Eliminating dead ends in scheduling

Banner Health's self-scheduling experience begins with selecting a provider and, in certain cases, business rules for new patient visits created a dead end preventing patients from scheduling an appointment they had clearly intended to schedule digitally.

I was the lead designer on this enhancement which reframed the failure state into a guided path forward, helping patients find available care without restarting or calling to schedule.

THE PROBLEM

App usage data showed a significant drop-off early in the scheduling flow, consistently occurring with providers who limited new patient eligibility. Because increasing self-scheduling adoption was a key business goal, this drop-off represented a high-impact opportunity to improve the experience.

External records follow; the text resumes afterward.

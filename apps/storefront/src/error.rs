//! # Error Types
//!
//! Errors raised by the session layer and the unified `ApiError` the pages
//! receive.
//!
//! ## Error Handling Strategy
//! ```text
//! ┌─────────────────────────────────────────────────────────────────────────┐
//! │                    Error Flow in the Storefront                         │
//! │                                                                         │
//! │  Command Function → Result<T, ApiError>                                 │
//! │                                                                         │
//! │  ValidationError ──► CoreError ──┐                                      │
//! │  CatalogError ───────────────────┼──► ApiError { code, message } ──► Page│
//! │  PaymentError ───────────────────┤                                      │
//! │  ConfigError (startup only) ─────┘                                      │
//! │                                                                         │
//! │  Cart mutations never appear here: they cannot fail.                    │
//! └─────────────────────────────────────────────────────────────────────────┘
//! ```

use serde::Serialize;
use storefront_core::{CoreError, ValidationError};
use thiserror::Error;

// =============================================================================
// Configuration Errors
// =============================================================================

/// Result type alias for configuration operations.
pub type ConfigResult<T> = Result<T, ConfigError>;

/// Failures while loading or saving `storefront.toml`.
#[derive(Debug, Error)]
pub enum ConfigError {
    /// The file exists but could not be read or written.
    #[error("Config I/O failed: {0}")]
    Io(#[from] std::io::Error),

    /// The file is not valid TOML for `StoreConfig`.
    #[error("Failed to parse config: {0}")]
    Parse(#[from] toml::de::Error),

    #[error("Failed to serialize config: {0}")]
    Serialize(#[from] toml::ser::Error),

    /// A value parsed but is not usable.
    #[error("Invalid configuration: {0}")]
    Invalid(String),

    /// No path was given and no platform config directory exists.
    #[error("No config path available")]
    NoConfigPath,
}

// =============================================================================
// Collaborator Errors
// =============================================================================

/// Failures reported by a product catalog source.
#[derive(Debug, Error)]
pub enum CatalogError {
    /// The catalog could not be reached.
    #[error("Catalog unavailable: {0}")]
    Unavailable(String),

    /// The catalog answered with a payload we cannot read.
    #[error("Malformed catalog payload: {0}")]
    Malformed(#[from] serde_json::Error),
}

/// Failures reported by the payment processor boundary.
///
/// A declined payment is not an error; see `PaymentOutcome`.
#[derive(Debug, Error)]
pub enum PaymentError {
    /// The processor refused to open a payment session.
    #[error("Payment session failed: {0}")]
    SessionFailed(String),

    /// The confirmation request did not get an answer.
    #[error("Payment confirmation failed: {0}")]
    ConfirmationFailed(String),
}

// =============================================================================
// API Error
// =============================================================================

/// Error returned from command functions.
///
/// ## Serialization
/// This is what a page receives when a command fails:
/// ```json
/// {
///   "code": "VALIDATION_ERROR",
///   "message": "unit_price must be between 0 and 10000000000"
/// }
/// ```
#[derive(Debug, Clone, Serialize, PartialEq, Eq)]
#[serde(rename_all = "camelCase")]
pub struct ApiError {
    /// Machine-readable error code for programmatic handling
    pub code: ErrorCode,

    /// Human-readable error message for display
    pub message: String,
}

/// Error codes for API responses.
#[derive(Debug, Clone, Copy, Serialize, PartialEq, Eq)]
#[serde(rename_all = "SCREAMING_SNAKE_CASE")]
pub enum ErrorCode {
    /// Input validation failed (400)
    ValidationError,

    /// Business rule refused the request (422)
    BusinessLogic,

    /// Catalog source failed (502)
    CatalogError,

    /// Payment processor failed (502)
    PaymentError,
}

impl ApiError {
    /// Creates a new API error.
    pub fn new(code: ErrorCode, message: impl Into<String>) -> Self {
        ApiError {
            code,
            message: message.into(),
        }
    }

    /// Creates a validation error.
    pub fn validation(message: impl Into<String>) -> Self {
        ApiError::new(ErrorCode::ValidationError, message)
    }
}

impl std::fmt::Display for ApiError {
    fn fmt(&self, f: &mut std::fmt::Formatter<'_>) -> std::fmt::Result {
        write!(f, "{:?}: {}", self.code, self.message)
    }
}

impl std::error::Error for ApiError {}

impl From<ValidationError> for ApiError {
    fn from(err: ValidationError) -> Self {
        ApiError::validation(err.to_string())
    }
}

/// Converts core errors to API errors.
impl From<CoreError> for ApiError {
    fn from(err: CoreError) -> Self {
        match err {
            CoreError::Validation(e) => e.into(),
            CoreError::EmptyCart
            | CoreError::InvalidPaymentAmount { .. }
            | CoreError::CartChanged { .. }
            | CoreError::CartItemsChanged => {
                ApiError::new(ErrorCode::BusinessLogic, err.to_string())
            }
        }
    }
}

impl From<CatalogError> for ApiError {
    fn from(err: CatalogError) -> Self {
        tracing::warn!("Catalog request failed: {}", err);
        ApiError::new(ErrorCode::CatalogError, "Could not load products")
    }
}

impl From<PaymentError> for ApiError {
    fn from(err: PaymentError) -> Self {
        tracing::warn!("Payment request failed: {}", err);
        ApiError::new(ErrorCode::PaymentError, err.to_string())
    }
}

// =============================================================================
// Unit Tests
// =============================================================================
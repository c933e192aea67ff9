//! # Storefront Session Library
//!
//! The layer between the storefront pages and `storefront-core`.
//!
//! ## Module Organization
//! ```text
//! storefront/
//! ├── lib.rs          ◄─── You are here (tracing setup)
//! ├── state/
//! │   ├── mod.rs      ◄─── State type exports
//! │   ├── cart.rs     ◄─── CartStore (thread-safe, observable)
//! │   ├── config.rs   ◄─── StoreConfig (TOML + env)
//! │   └── session.rs  ◄─── Session (owns one CartStore)
//! ├── commands/
//! │   ├── cart.rs     ◄─── increment/decrement/remove/clear
//! │   ├── catalog.rs  ◄─── CatalogSource seam, list_products
//! │   ├── shipping.rs ◄─── submit_shipping
//! │   └── checkout.rs ◄─── PaymentGateway seam, start/complete checkout
//! └── error.rs        ◄─── ApiError and collaborator errors
//! ```
//!
//! ## Startup Sequence
//! ```text
//! StoreConfig::load(None)      config file + STOREFRONT_* overrides
//!        │
//!        ▼
//! init_tracing(&config)        RUST_LOG, else config.log_filter
//!        │
//!        ▼
//! Session::new(config)         one per shopper, owns its CartStore
//! ```

pub mod commands;
pub mod error;
pub mod state;

use tracing_subscriber::EnvFilter;

pub use error::{ApiError, ErrorCode};
pub use state::{CartSnapshot, CartStore, Session, StoreConfig};

/// Initializes the global tracing subscriber.
///
/// `RUST_LOG` wins when set; otherwise the configured filter is used, and
/// `info` if that filter does not parse. Returns `false` when a subscriber
/// was already installed (e.g. by another test).
pub fn init_tracing(config: &StoreConfig) -> bool {
    let filter = EnvFilter::try_from_default_env()
        .or_else(|_| EnvFilter::try_new(&config.log_filter))
        .unwrap_or_else(|_| EnvFilter::new("info"));

    tracing_subscriber::fmt()
        .with_env_filter(filter)
        .try_init()
        .is_ok()
}

#[cfg(test)]
mod tests {
    use super::*;

    #[test]
    fn test_init_tracing_twice_is_harmless() {
        let config = StoreConfig {
            log_filter: "not a [valid filter".to_string(),
            ..StoreConfig::default()
        };

        init_tracing(&config);
        assert!(!init_tracing(&StoreConfig::default()));
    }
}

Images of two screens, one desktop and one mobile, showing the dead-end message the patient hits when trying to schedule.

"I wanted to do it online
but it said to call."

-Banner Health patient,
about self-scheduling

Flow chart and data showing the patient experience and provider availability

PROCESS

LISTEN

Conversations with patients confirmed what we also saw in feedback forms: most often, location is the most important factor in scheduling, especially for new patients.

UNDERSTAND

I spoke with clinic managers to understand existing workflows, constraints, and operational considerations.

Conversations with clinic managers about exisiting workflows and constraints revealed opportunities to match new patients with available providers without disrupting processes.

TEST

Working alongside a frontend developer, we confirmed available data points needed to surface alternate providers and correct appointment slots – ensuring the solution was technically viable before committing to the design direction.

How might we remove barriers to self-scheduling a new patient appointment?

THE SOLUTION

I reframed the failure state into a decision point. My approach emphasized:

  • Preserving user momentum rather than forcing a restart
  • Making system constraints clear but not burdensome
  • Supporting the broader goal of digital self-service adoption

When a patient cannot schedule with their chosen provider, the experience now:

  • Explains why the appointment can’t be scheduled
  • Presents a list of available alternate providers at the same location
  • Allows patients to continue scheduling without restarting or calling

A dead end was transformed into a guided path forward, helping patients complete their task while respecting real-world availability constraints.

Three phone mock-ups showing the enhanced experience of scheduling with a new provider.

IMPACT

This enhancement targets the beginning of the scheduling flow — the earliest point where patients could hit a dead end and abandon. By catching that moment and offering a path forward, more patients stay in the flow rather than dropping off or resorting to a phone call.

The result is an experience that preserves patient momentum at a critical juncture while directly supporting Banner Health's goal of increasing digital self-scheduling adoption.